Environ un bénéficiaire sur 5 est concerné par l’aide sociale : pour 13% des bénéficiaires entrés dans le système SHIVALV en 2020, seule l’aide sociale est perçue durant la période observée alors que pour 6% des bénéficiaires, l’aide sociale a été perçue avec au moins une autre prestation. Les épisodes plus longs sont plus fréquents parmi les bénéficiaires de l’aide sociale uniquement : 56% ont perçu cette prestation pendant un épisode unique de plus d’un an, 14% durant un épisode de 6 mois à 1 an et 19% pendant un épisode de moins d’un an. Environ 10% des bénéficiaires de l’aide sociale uniquement ont perçu cette prestation avec une interruption d’au moins deux mois puis un retour, alors que les cas de retours multiples (deux interruptions ou plus) sont très rares (moins de 0.5% des cas).
Les rentes de l’assurance-invalidité concernent la plus petite part des bénéficiaires avec seulement 6% du total des bénéficiaires entrés dans le système SHIVALV en 2020. Environ 5% ont perçu seulement une rente AI et 2% la combinaison d’une rente AI et d’au moins une autre prestation du système SHIVALV. La dynamique des bénéficiaires d’une rente AI est souvent une perception de longue durée, sans interruption. Ainsi, 80% des bénéficiaires d’une rente AI qui ont commencé à percevoir cette rente en 2020 étaient encore au bénéfice de cette rente deux ans après, sans interruption ni autre prestation. Les principales raisons de ne plus percevoir une rente AI sont l’arrivée à l’âge de la retraite – moment où le droit à une rente AI prend fin, et est souvent remplacé par une rente de l’assurance-vieillesse ainsi que des prestations complémentaires en cas de besoin – ou le décès.
Assurance-chômage et aide sociale combinées
La combinaison de prestations la plus courante dans le système SHIVALV est celle entre les indemnités journalières de l’assurance-chômage et l’aide sociale. 5% des bénéficiaires entrés dans le système SHIVALV en 2020 étaient concernés par cette combinaison, c’est-à-dire qu’ils ont perçu durant les deux ans après leur entrée les deux prestations, ensemble ou l’une après l’autre. Pour un peu plus de la moitié d’entre eux, la dynamique était stable, c’est-à-dire qu’ils ont perçu chacune des deux prestations durant un certain nombre de mois sans interruption ni allers-retours. En revanche, pour une petite moitié des personnes qui ont perçu durant les deux ans observés à la fois une indemnité journalière de l’assurance-chômage et une prestation de l’aide sociale, il y a eu une sortie puis un retour dans la prestation pour au moins une des deux prestations.

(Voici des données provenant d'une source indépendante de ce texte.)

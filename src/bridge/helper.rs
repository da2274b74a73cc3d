//! 各个桥共用的工具: 下载文件, 附件大小检查, 头像下载

use std::future::Future;
use std::time::Duration;

use lazy_static::lazy_static;

use super::{BridgeContext, Event, ExtraPayload, FileFailure, FileInfo, Message, EXTRA_FILE_FAILURE_SIZE};

lazy_static! {
    static ref HTTP: reqwest::Client = reqwest::Client::builder()
        .timeout(Duration::from_secs(30))
        .build()
        .unwrap_or_default();
}

/// 下载文件到内存
pub async fn download_file(url: &str) -> anyhow::Result<Vec<u8>> {
    let response = HTTP.get(url).send().await?.error_for_status()?;
    let bytes = response.bytes().await?;
    Ok(bytes.to_vec())
}

/// # 检查附件大小
/// 超过 `MediaDownloadSize` 时把消息标记为 `FileFailureSize` 并记录文件信息。
/// ### Return
/// 可以下载时返回 true
pub fn handle_download_size(msg: &mut Message, name: &str, size: u64, limit: u64) -> bool {
    if size <= limit {
        return true;
    }
    tracing::info!("[{}] 文件 {} 大小 {} 超过限制 {}, 不下载", msg.account, name, size, limit);
    msg.event = Event::FileFailureSize;
    msg.push_extra(
        EXTRA_FILE_FAILURE_SIZE,
        ExtraPayload::FileFailure(FileFailure {
            name: name.to_string(),
            size,
            limit,
        }),
    );
    false
}

/// 把下载好的文件附加到消息
pub fn handle_download_data(msg: &mut Message, name: &str, comment: &str, url: &str, data: Vec<u8>) {
    let mut file = FileInfo::with_data(name, data);
    file.comment = comment.to_string();
    file.url = url.to_string();
    msg.push_file(file);
}

/// 头像消息, 交给路由上传
pub fn avatar_message(channel: &str, user_id: &str, data: Vec<u8>) -> Message {
    let mut msg = Message {
        channel: channel.to_string(),
        user_id: user_id.to_string(),
        event: Event::AvatarDownload,
        ..Default::default()
    };
    let mut file = FileInfo::with_data(&format!("{user_id}.png"), data);
    file.avatar = true;
    msg.push_file(file);
    msg
}

/// # 后台下载用户头像
/// 缓存中已有该用户的头像 (或正在下载) 时什么都不做, 不阻塞消息接收。
/// ### Arguments
/// - `resolve` 查询头像链接; 用户没有头像时返回 None
pub fn spawn_avatar_download<F>(ctx: &BridgeContext, channel: &str, user_id: &str, resolve: F)
where
    F: Future<Output = anyhow::Result<Option<String>>> + Send + 'static,
{
    if user_id.is_empty() || !ctx.avatars.claim_download(user_id) {
        return;
    }
    let client = ctx.client.clone();
    let limit = ctx.general.media_download_size;
    let channel = channel.to_string();
    let user_id = user_id.to_string();
    tokio::spawn(async move {
        let url = match resolve.await {
            Ok(Some(url)) => url,
            Ok(None) => return,
            Err(err) => {
                tracing::warn!("[{}] 查询用户 {} 的头像失败: {:?}", client.account, user_id, err);
                return;
            }
        };
        match download_file(&url).await {
            Ok(data) if data.len() as u64 > limit => {
                tracing::info!("[{}] 用户 {} 的头像过大, 跳过", client.account, user_id);
            }
            Ok(data) => {
                client.send(avatar_message(&channel, &user_id, data));
            }
            Err(err) => {
                tracing::warn!("[{}] 下载用户 {} 的头像失败: {:?}", client.account, user_id, err);
            }
        }
    });
}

La statistique « Parcours dans le système de sécurité sociale » (SHIVALV) est établie et publiée par l’Office fédéral de la statistique (OFS). Elle est accompagnée par l’Office fédéral des assurances sociales (OFAS) et le Secrétariat d’Etat à l’économie (SECO) et développée en collaboration avec l’OFS. Les auteurs remercient le SECO pour la relecture attentive de cet article et son regard expert.